Task directions:
Repeat word for word the opening stretch of the entries, from the first line through the line containing "pub const INVALID_AGE_RANGE: &str".

Data to use:
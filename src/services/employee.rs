//! Employee service
//!
//! Employees are always addressed through their company, so every operation
//! first checks that the company exists.

use crate::db::repositories::{CompanyRepository, EmployeeRepository};
use crate::models::{
    CreateEmployeeInput, Employee, EmployeeDto, EmployeeParameters, InvalidInput, MetaData,
    UpdateEmployeeInput, ValidateInput,
};
use anyhow::Context;
use std::sync::Arc;
use uuid::Uuid;

use super::links::{EmployeeLinks, LinkResponse, RouteContext};
use super::mapping::Mapper;

/// Message returned for an invalid age range
pub const INVALID_AGE_RANGE: &str = "Max age can't be less than min age.";

/// Error types for employee service operations
#[derive(Debug, thiserror::Error)]
pub enum EmployeeServiceError {
    /// Company or employee not found
    #[error("{0}")]
    NotFound(String),

    /// Query parameters are inconsistent
    #[error("{0}")]
    ValidationError(String),

    /// Request body failed validation
    #[error(transparent)]
    InvalidInput(#[from] InvalidInput),

    /// Internal error
    #[error("Internal error: {0}")]
    InternalError(#[from] anyhow::Error),
}

/// One page of employees, shaped and optionally linked
#[derive(Debug, Clone)]
pub struct EmployeePage {
    pub meta_data: MetaData,
    pub response: LinkResponse,
}

/// Employee service
pub struct EmployeeService {
    employees: Arc<dyn EmployeeRepository>,
    companies: Arc<dyn CompanyRepository>,
    mapper: Mapper,
    links: EmployeeLinks,
}

impl EmployeeService {
    pub fn new(
        employees: Arc<dyn EmployeeRepository>,
        companies: Arc<dyn CompanyRepository>,
        mapper: Mapper,
        links: EmployeeLinks,
    ) -> Self {
        Self {
            employees,
            companies,
            mapper,
            links,
        }
    }

    async fn ensure_company(&self, company_id: Uuid) -> Result<(), EmployeeServiceError> {
        let company = self
            .companies
            .get_by_id(company_id)
            .await
            .context("Failed to get company")?;
        if company.is_none() {
            tracing::info!("Company with id: {} doesn't exist in the database.", company_id);
            return Err(EmployeeServiceError::NotFound(format!(
                "Company with id: {} doesn't exist in the database.",
                company_id
            )));
        }
        Ok(())
    }

    async fn find(&self, company_id: Uuid, id: Uuid) -> Result<Employee, EmployeeServiceError> {
        self.ensure_company(company_id).await?;

        match self
            .employees
            .get(company_id, id)
            .await
            .context("Failed to get employee")?
        {
            Some(employee) => Ok(employee),
            None => {
                tracing::info!("Employee with id: {} doesn't exist in the database.", id);
                Err(EmployeeServiceError::NotFound(format!(
                    "Employee with id: {} doesn't exist in the database.",
                    id
                )))
            }
        }
    }

    /// One page of a company's employees.
    ///
    /// The age range is checked before the store is queried.
    pub async fn list(
        &self,
        company_id: Uuid,
        params: &EmployeeParameters,
        ctx: &RouteContext,
    ) -> Result<EmployeePage, EmployeeServiceError> {
        if !params.valid_age_range() {
            return Err(EmployeeServiceError::ValidationError(
                INVALID_AGE_RANGE.to_string(),
            ));
        }

        self.ensure_company(company_id).await?;

        let page = self
            .employees
            .list_for_company(company_id, params)
            .await
            .context("Failed to list employees")?;
        let dtos = self.mapper.employee_dtos(&page.items);

        let response = self.links.try_generate_links(
            &dtos,
            params.request.fields.as_deref(),
            company_id,
            ctx,
        );

        Ok(EmployeePage {
            meta_data: page.meta_data,
            response,
        })
    }

    pub async fn get(&self, company_id: Uuid, id: Uuid) -> Result<EmployeeDto, EmployeeServiceError> {
        let employee = self.find(company_id, id).await?;
        Ok(self.mapper.employee_dto(&employee))
    }

    pub async fn create(
        &self,
        company_id: Uuid,
        input: &CreateEmployeeInput,
    ) -> Result<EmployeeDto, EmployeeServiceError> {
        input.validate_input()?;
        self.ensure_company(company_id).await?;

        let employee = self.mapper.employee_from_input(input, company_id);
        self.employees
            .create(&employee)
            .await
            .context("Failed to create employee")?;
        Ok(self.mapper.employee_dto(&employee))
    }

    pub async fn update(
        &self,
        company_id: Uuid,
        id: Uuid,
        input: &UpdateEmployeeInput,
    ) -> Result<(), EmployeeServiceError> {
        input.validate_input()?;

        let mut employee = self.find(company_id, id).await?;
        self.mapper.apply_employee_update(input, &mut employee);
        self.employees
            .update(&employee)
            .await
            .context("Failed to update employee")?;
        Ok(())
    }

    /// Apply an RFC 6902 patch to the editable view of an employee
    pub async fn patch(
        &self,
        company_id: Uuid,
        id: Uuid,
        patch: &json_patch::Patch,
    ) -> Result<(), EmployeeServiceError> {
        let mut employee = self.find(company_id, id).await?;

        let view = self.mapper.employee_to_update_input(&employee);
        let patched = apply_patch(&view, patch).map_err(|e| {
            tracing::error!("Invalid model state for the patch document");
            e
        })?;

        self.mapper.apply_employee_update(&patched, &mut employee);
        self.employees
            .update(&employee)
            .await
            .context("Failed to update employee")?;
        Ok(())
    }

    pub async fn delete(&self, company_id: Uuid, id: Uuid) -> Result<(), EmployeeServiceError> {
        let employee = self.find(company_id, id).await?;
        self.employees
            .delete(company_id, employee.id)
            .await
            .context("Failed to delete employee")?;
        Ok(())
    }
}

/// Patch `view` and validate the result
fn apply_patch(
    view: &UpdateEmployeeInput,
    patch: &json_patch::Patch,
) -> Result<UpdateEmployeeInput, EmployeeServiceError> {
    let mut document = serde_json::to_value(view).context("Failed to serialize employee")?;

    if let Err(e) = json_patch::patch(&mut document, patch) {
        let mut invalid = InvalidInput::default();
        invalid.add("patchDoc", e.to_string());
        return Err(invalid.into());
    }

    let patched: UpdateEmployeeInput = match serde_json::from_value(document) {
        Ok(patched) => patched,
        Err(e) => {
            let mut invalid = InvalidInput::default();
            invalid.add("patchDoc", e.to_string());
            return Err(invalid.into());
        }
    };

    patched.validate_input()?;
    Ok(patched)
}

Reply:
filename src/services/employee.rs
//! Employee service
//!
//! Employees are always addressed through their company, so every operation
//! first checks that the company exists.

use crate::db::repositories::{CompanyRepository, EmployeeRepository};
use crate::models::{
    CreateEmployeeInput, Employee, EmployeeDto, EmployeeParameters, InvalidInput, MetaData,
    UpdateEmployeeInput, ValidateInput,
};
use anyhow::Context;
use std::sync::Arc;
use uuid::Uuid;

use super::links::{EmployeeLinks, LinkResponse, RouteContext};
use super::mapping::Mapper;

/// Message returned for an invalid age range
pub const INVALID_AGE_RANGE: &str = "Max age can't be less than min age.";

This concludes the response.